- Task details
When you reach the line containing "let available_total: Decimal" in the entries below, begin reproducing lines exactly, and stop once the line containing "against locked candidate" is done.

- Task data
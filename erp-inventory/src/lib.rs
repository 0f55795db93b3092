#![deny(clippy::print_stdout, clippy::print_stderr)]

use chrono::NaiveDate;
use rust_decimal::Decimal;
use thiserror::Error;

mod memory;

pub use memory::InMemoryInventoryService;

pub type CompanyId = String;
pub type GodownId = String;
pub type StockItemId = String;
pub type StockBatchId = String;
pub type StockMovementId = String;
pub type VoucherId = String;

pub type InventoryResult<T> = Result<T, InventoryError>;

/// Stable error codes for FIFO allocation and movement validation (spec §7 "Inventory").
#[derive(Debug, Error)]
pub enum InventoryError {
    #[error("stock item {0} not found")]
    StockItemNotFound(StockItemId),
    #[error("godown {0} not found")]
    GodownNotFound(GodownId),
    #[error("insufficient stock for item {item} in godown {godown}: requested {requested}, available {available}")]
    InsufficientStock {
        item: StockItemId,
        godown: GodownId,
        requested: Decimal,
        available: Decimal,
    },
    #[error("no batches available for item {item} in godown {godown}")]
    NoBatchesAvailable { item: StockItemId, godown: GodownId },
    #[error("invalid movement endpoints: exactly one of from/to godown must be set for a pure movement")]
    InvalidMovementEndpoints,
    #[error("movement quantity must be positive, got {0}")]
    NonPositiveQuantity(Decimal),
    #[error("validation error: {0}")]
    Validation(String),
    #[error("conflict: {0}")]
    Conflict(String),
}

#[derive(Debug, Clone, PartialEq, Eq)]
pub struct Godown {
    pub id: GodownId,
    pub company_id: CompanyId,
    pub code: String,
}

#[derive(Debug, Clone, PartialEq, Eq)]
pub struct StockItem {
    pub id: StockItemId,
    pub company_id: CompanyId,
    pub sku: String,
    pub uom: String,
    pub is_stock_item: bool,
    pub is_active: bool,
}

/// A production/purchase lot, the unit of FIFO allocation (spec §3 `StockBatch`).
/// Batches are never modified after creation and are never deleted by an
/// outbound movement — only consumed.
#[derive(Debug, Clone, PartialEq, Eq)]
pub struct StockBatch {
    pub id: StockBatchId,
    pub company_id: CompanyId,
    pub item_id: StockItemId,
    pub godown_id: GodownId,
    pub batch_number: String,
    pub mfg_date: Option<NaiveDate>,
    pub exp_date: Option<NaiveDate>,
    pub created_at: chrono::DateTime<chrono::Utc>,
}

/// `(mfg_date ASC NULLS LAST, created_at ASC)` as an explicit sort key, so the
/// FIFO tie-break is visible at the call site rather than relying on
/// declaration order (spec §3, supplemented).
#[derive(Debug, Clone, Copy, PartialEq, Eq)]
pub struct BatchSortKey {
    mfg_date_rank: NullsLastDate,
    created_at: chrono::DateTime<chrono::Utc>,
}

impl PartialOrd for BatchSortKey {
    fn partial_cmp(&self, other: &Self) -> Option<std::cmp::Ordering> {
        Some(self.cmp(other))
    }
}

impl Ord for BatchSortKey {
    fn cmp(&self, other: &Self) -> std::cmp::Ordering {
        self.mfg_date_rank
            .cmp(&other.mfg_date_rank)
            .then_with(|| self.created_at.cmp(&other.created_at))
    }
}

impl StockBatch {
    #[must_use]
    pub fn sort_key(&self) -> BatchSortKey {
        BatchSortKey {
            mfg_date_rank: NullsLastDate(self.mfg_date),
            created_at: self.created_at,
        }
    }
}

/// `None` (no manufacture date recorded) sorts after every `Some` date.
#[derive(Debug, Clone, Copy, PartialEq, Eq)]
struct NullsLastDate(Option<NaiveDate>);

impl PartialOrd for NullsLastDate {
    fn partial_cmp(&self, other: &Self) -> Option<std::cmp::Ordering> {
        Some(self.cmp(other))
    }
}

impl Ord for NullsLastDate {
    fn cmp(&self, other: &Self) -> std::cmp::Ordering {
        match (self.0, other.0) {
            (Some(a), Some(b)) => a.cmp(&b),
            (Some(_), None) => std::cmp::Ordering::Less,
            (None, Some(_)) => std::cmp::Ordering::Greater,
            (None, None) => std::cmp::Ordering::Equal,
        }
    }
}

#[derive(Debug, Clone, Copy, PartialEq, Eq)]
pub enum MovementKind {
    Inbound,
    Outbound,
    Transfer,
}

/// Append-only audit trail row; every movement references exactly one voucher
/// (spec §3 `StockMovement`).
#[derive(Debug, Clone, PartialEq, Eq)]
pub struct StockMovement {
    pub id: StockMovementId,
    pub company_id: CompanyId,
    pub voucher_id: VoucherId,
    pub item_id: StockItemId,
    pub from_godown_id: Option<GodownId>,
    pub to_godown_id: Option<GodownId>,
    pub batch_id: Option<StockBatchId>,
    pub quantity: Decimal,
    pub rate: Decimal,
    pub movement_date: NaiveDate,
}

impl StockMovement {
    pub fn kind(&self) -> InventoryResult<MovementKind> {
        match (&self.from_godown_id, &self.to_godown_id) {
            (Some(_), Some(_)) => Ok(MovementKind::Transfer),
            (Some(_), None) => Ok(MovementKind::Outbound),
            (None, Some(_)) => Ok(MovementKind::Inbound),
            (None, None) => Err(InventoryError::InvalidMovementEndpoints),
        }
    }
}

/// Derived cache: `quantity_on_hand = Σ inbound − Σ outbound` restricted to
/// `(item, godown, batch)`; never negative (spec §3 `StockBalance`).
#[derive(Debug, Clone, Copy, PartialEq, Eq, Default)]
pub struct StockBalance {
    pub quantity_on_hand: Decimal,
}

#[derive(Debug, Clone, PartialEq, Eq)]
pub struct BatchAllocation {
    pub batch_id: StockBatchId,
    pub quantity: Decimal,
}

/// FIFO allocation across pre-locked candidate batches (spec §4.4). The
/// caller is responsible for acquiring row locks on `candidates` in the same
/// order they appear here before calling; this function is pure arithmetic
/// over already-locked state.
pub fn allocate_fifo(
    item_id: &StockItemId,
    godown_id: &GodownId,
    quantity_requested: Decimal,
    candidates: &[(StockBatch, Decimal)],
) -> InventoryResult<Vec<BatchAllocation>> {
    if quantity_requested <= Decimal::ZERO {
        return Err(InventoryError::NonPositiveQuantity(quantity_requested));
    }
    if candidates.is_empty() {
        return Err(InventoryError::NoBatchesAvailable {
            item: item_id.clone(),
            godown: godown_id.clone(),
        });
    }

    let mut ordered: Vec<&(StockBatch, Decimal)> = candidates.iter().collect();
    ordered.sort_by_key(|(batch, _)| batch.sort_key());

    let mut remaining = quantity_requested;
    let mut allocations = Vec::new();
    for (batch, available) in ordered {
        if remaining <= Decimal::ZERO {
            break;
        }
        if *available <= Decimal::ZERO {
            continue;
        }
        let take = remaining.min(*available);
        allocations.push(BatchAllocation {
            batch_id: batch.id.clone(),
            quantity: take,
        });
        remaining -= take;
    }

    if remaining > Decimal::ZERO {
        let available_total: Decimal = candidates.iter().map(|(_, qty)| *qty).sum();
        return Err(InventoryError::InsufficientStock {
            item: item_id.clone(),
            godown: godown_id.clone(),
            requested: quantity_requested,
            available: available_total,
        });
    }

    Ok(allocations)
}

#[derive(Debug, Clone, PartialEq, Eq)]
pub struct RecordInboundRequest {
    pub company_id: CompanyId,
    pub voucher_id: VoucherId,
    pub item_id: StockItemId,
    pub to_godown_id: GodownId,
    pub batch_number: String,
    pub mfg_date: Option<NaiveDate>,
    pub exp_date: Option<NaiveDate>,
    pub quantity: Decimal,
    pub rate: Decimal,
    pub movement_date: NaiveDate,
}

#[derive(Debug, Clone, PartialEq, Eq)]
pub struct RecordOutboundRequest {
    pub company_id: CompanyId,
    pub voucher_id: VoucherId,
    pub item_id: StockItemId,
    pub from_godown_id: GodownId,
    pub quantity: Decimal,
    pub rate: Decimal,
    pub movement_date: NaiveDate,
}

#[async_trait::async_trait]
pub trait InventoryService: Send + Sync {
    async fn create_godown(&self, godown: Godown) -> InventoryResult<Godown>;
    async fn create_stock_item(&self, item: StockItem) -> InventoryResult<StockItem>;

    /// Creates or extends a `StockBatch` and creates-or-updates the matching
    /// `StockBalance` (spec §4.4 "Inbound movements create or extend a batch").
    async fn record_inbound(&self, request: RecordInboundRequest) -> InventoryResult<StockMovement>;

    /// Runs FIFO allocation (`allocate_fifo`) against locked candidate
    /// batches and writes the resulting `StockMovement` rows, one per batch
    /// touched (spec §4.4, §4.5 step 10).
    async fn record_outbound(
        &self,
        request: RecordOutboundRequest,
    ) -> InventoryResult<Vec<StockMovement>>;

    /// Reverses every movement of `voucher_id`: appends new movements with
    /// `from`/`to` swapped, same quantity/batch/rate (spec §4.7).
    async fn reverse_voucher_movements(
        &self,
        company_id: &CompanyId,
        voucher_id: &VoucherId,
        reversal_voucher_id: VoucherId,
    ) -> InventoryResult<Vec<StockMovement>>;

    async fn get_balance(
        &self,
        company_id: &CompanyId,
        item_id: &StockItemId,
        godown_id: &GodownId,
        batch_id: Option<&StockBatchId>,
    ) -> InventoryResult<StockBalance>;

    async fn list_batches(
        &self,
        company_id: &CompanyId,
        item_id: &StockItemId,
        godown_id: &GodownId,
    ) -> InventoryResult<Vec<StockBatch>>;
}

- Result for this task
        let available_total: Decimal = candidates.iter().map(|(_, qty)| *qty).sum();
        return Err(InventoryError::InsufficientStock {
            item: item_id.clone(),
            godown: godown_id.clone(),
            requested: quantity_requested,
            available: available_total,
        });
    }

    Ok(allocations)
}

#[derive(Debug, Clone, PartialEq, Eq)]
pub struct RecordInboundRequest {
    pub company_id: CompanyId,
    pub voucher_id: VoucherId,
    pub item_id: StockItemId,
    pub to_godown_id: GodownId,
    pub batch_number: String,
    pub mfg_date: Option<NaiveDate>,
    pub exp_date: Option<NaiveDate>,
    pub quantity: Decimal,
    pub rate: Decimal,
    pub movement_date: NaiveDate,
}

#[derive(Debug, Clone, PartialEq, Eq)]
pub struct RecordOutboundRequest {
    pub company_id: CompanyId,
    pub voucher_id: VoucherId,
    pub item_id: StockItemId,
    pub from_godown_id: GodownId,
    pub quantity: Decimal,
    pub rate: Decimal,
    pub movement_date: NaiveDate,
}

#[async_trait::async_trait]
pub trait InventoryService: Send + Sync {
    async fn create_godown(&self, godown: Godown) -> InventoryResult<Godown>;
    async fn create_stock_item(&self, item: StockItem) -> InventoryResult<StockItem>;

    /// Creates or extends a `StockBatch` and creates-or-updates the matching
    /// `StockBalance` (spec §4.4 "Inbound movements create or extend a batch").
    async fn record_inbound(&self, request: RecordInboundRequest) -> InventoryResult<StockMovement>;

    /// Runs FIFO allocation (`allocate_fifo`) against locked candidate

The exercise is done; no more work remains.